The observed heterozygosity on average was 0.19 across all 30 markers evaluated. All the markers detected a single locus, except for one (BM188) which detected two loci (A and B) distinguished by the pattern of stutter band amplification and size range as described in Blair et al. (2009b). The markers with the highest levels of observed heterozygosity were BMd01 and BM188B, which were used despite being multi-banding in previous studies since they were expected to be single copy in the fluorescent amplifications. The majority of the other microsatellites presented observed heterozygosity values below 0.2, with BM143, BM156, BM187, BMd17, BMd20, Pv-ctt001 and Pv-gaat001 being those with higher levels.

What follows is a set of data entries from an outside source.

use chrono::Utc;
use sqlx::SqlitePool;

use super::SqliteInitError;

/// Runs a single, consolidated migration for the current schema.
///
/// Creates the full schema: per-user categories with their questions, the
/// mistake ledger, reminder schedule, shared pool and contributor list.
pub async fn run_migrations(pool: &SqlitePool) -> Result<(), SqliteInitError> {
    async fn is_applied(pool: &SqlitePool, version: i64) -> Result<bool, sqlx::Error> {
        let row = sqlx::query("SELECT 1 FROM schema_migrations WHERE version = ?1")
            .bind(version)
            .fetch_optional(pool)
            .await?;
        Ok(row.is_some())
    }

    sqlx::query(
        r"
            CREATE TABLE IF NOT EXISTS schema_migrations (
                version INTEGER PRIMARY KEY,
                applied_at TEXT NOT NULL
            );
            ",
    )
    .execute(pool)
    .await?;

    // Version 1: full schema.
    if !is_applied(pool, 1).await? {
        let mut tx = pool.begin().await?;

        sqlx::query(
            r"
                CREATE TABLE IF NOT EXISTS categories (
                    id INTEGER PRIMARY KEY,
                    user_id TEXT NOT NULL,
                    name TEXT NOT NULL,
                    UNIQUE (user_id, name)
                );
            ",
        )
        .execute(&mut *tx)
        .await?;

        // Question order is insertion order: rowid is the position.
        sqlx::query(
            r"
                CREATE TABLE IF NOT EXISTS questions (
                    id INTEGER PRIMARY KEY,
                    category_id INTEGER NOT NULL,
                    front TEXT NOT NULL,
                    back TEXT NOT NULL,
                    FOREIGN KEY (category_id) REFERENCES categories(id) ON DELETE CASCADE
                );
            ",
        )
        .execute(&mut *tx)
        .await?;

        // Counts are strictly positive: reaching zero deletes the row, and a
        // category group exists only through its rows.
        sqlx::query(
            r"
                CREATE TABLE IF NOT EXISTS mistakes (
                    user_id TEXT NOT NULL,
                    category TEXT NOT NULL,
                    pair TEXT NOT NULL,
                    count INTEGER NOT NULL CHECK (count > 0),
                    PRIMARY KEY (user_id, category, pair)
                );
            ",
        )
        .execute(&mut *tx)
        .await?;

        sqlx::query(
            r"
                CREATE TABLE IF NOT EXISTS schedule (
                    user_id TEXT NOT NULL,
                    at TEXT NOT NULL,
                    PRIMARY KEY (user_id, at)
                );
            ",
        )
        .execute(&mut *tx)
        .await?;

        sqlx::query(
            r"
                CREATE TABLE IF NOT EXISTS contributors (
                    user_id TEXT PRIMARY KEY
                );
            ",
        )
        .execute(&mut *tx)
        .await?;

        sqlx::query(
            r"
                CREATE TABLE IF NOT EXISTS pool_questions (
                    id INTEGER PRIMARY KEY,
                    category TEXT NOT NULL,
                    front TEXT NOT NULL,
                    back TEXT NOT NULL
                );
            ",
        )
        .execute(&mut *tx)
        .await?;

        sqlx::query(
            r"
                CREATE INDEX IF NOT EXISTS idx_questions_category
                    ON questions (category_id);
            ",
        )
        .execute(&mut *tx)
        .await?;

        sqlx::query(
            r"
                CREATE INDEX IF NOT EXISTS idx_mistakes_user_category
                    ON mistakes (user_id, category);
            ",
        )
        .execute(&mut *tx)
        .await?;

        sqlx::query(
            r"
                CREATE INDEX IF NOT EXISTS idx_schedule_at
                    ON schedule (at);
            ",
        )
        .execute(&mut *tx)
        .await?;

        sqlx::query(
            r"
                INSERT INTO schema_migrations (version, applied_at)
                VALUES (?1, ?2)
                ON CONFLICT(version) DO NOTHING
            ",
        )
        .bind(1_i64)
        .bind(Utc::now())
        .execute(&mut *tx)
        .await?;

        tx.commit().await?;
    }

    Ok(())
}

Principal coordinate analysis and landrace associations

The principal coordinate analysis allowed the separation of the genotypes into two gene pool groups with 130 Andean genotypes and 193 MA genotypes. The identity of each group was confirmed by the gene pool controls, which were grouped as expected: G4494 and G19833 with large-seeded genotypes representing the Andean gene pool and DOR364 and ICA Pijao with small-seeded genotypes representing the Mesoamerican or Middle American gene pool (Fig. 1a). Substantial diversity was found in the genotypes in the PCoA analysis and this was distributed both within and between gene pools. Dimension 1 represented within-gene pool diversity in both gene pools, while dimension 2 represented between-gene pool divergence. In this latter dimension, introgression between the gene pools was found for 32 genotypes that were intermediate between the two groups (Fig. 1b). Finally, dimension 3 represented within-gene pool diversity mainly in the Mesoamerican or Middle American gene pool.

Fig. 1
Principal coordinate analysis of Central African genotypes and their division into gene pools and subgroups. Andean group genotypes are represented by hearts, while Mesoamerican (MA) and inter-gene pool introgression group genotypes are represented by ...

Alternate clustering with Darwin software and neighbor-joining analysis also showed that the Andean and Mesoamerican/Middle American groups had equivalent amounts of diversity detected with the Dice coefficient (Fig. 2). Interestingly, in this analysis the MA control genotypes, both from race Mesoamerica, were closely associated, while the Andean control genotypes were on different branches of the dendogram, possibly representing differences between race Nueva Granada and race Peru individuals. This analysis also showed the introgressed or intermediate genotypes, some clustering with the Andean group genotypes and some with the MA group genotypes. Finally the varieties from DRC and Uganda were found together with the introgressed Andean (Dore de Kirundo, Kanyebwa, both Ituri Matata and Urugezi) and introgressed MA groups (Namulenga).

Fig. 2
Dendrogram showing the relationships between 365 Central African landraces and varieties as well as primary center controls based on neighbor-joining analysis and simple matching coefficient. Mesoamerican (MA) group genotypes are identified with red lines ...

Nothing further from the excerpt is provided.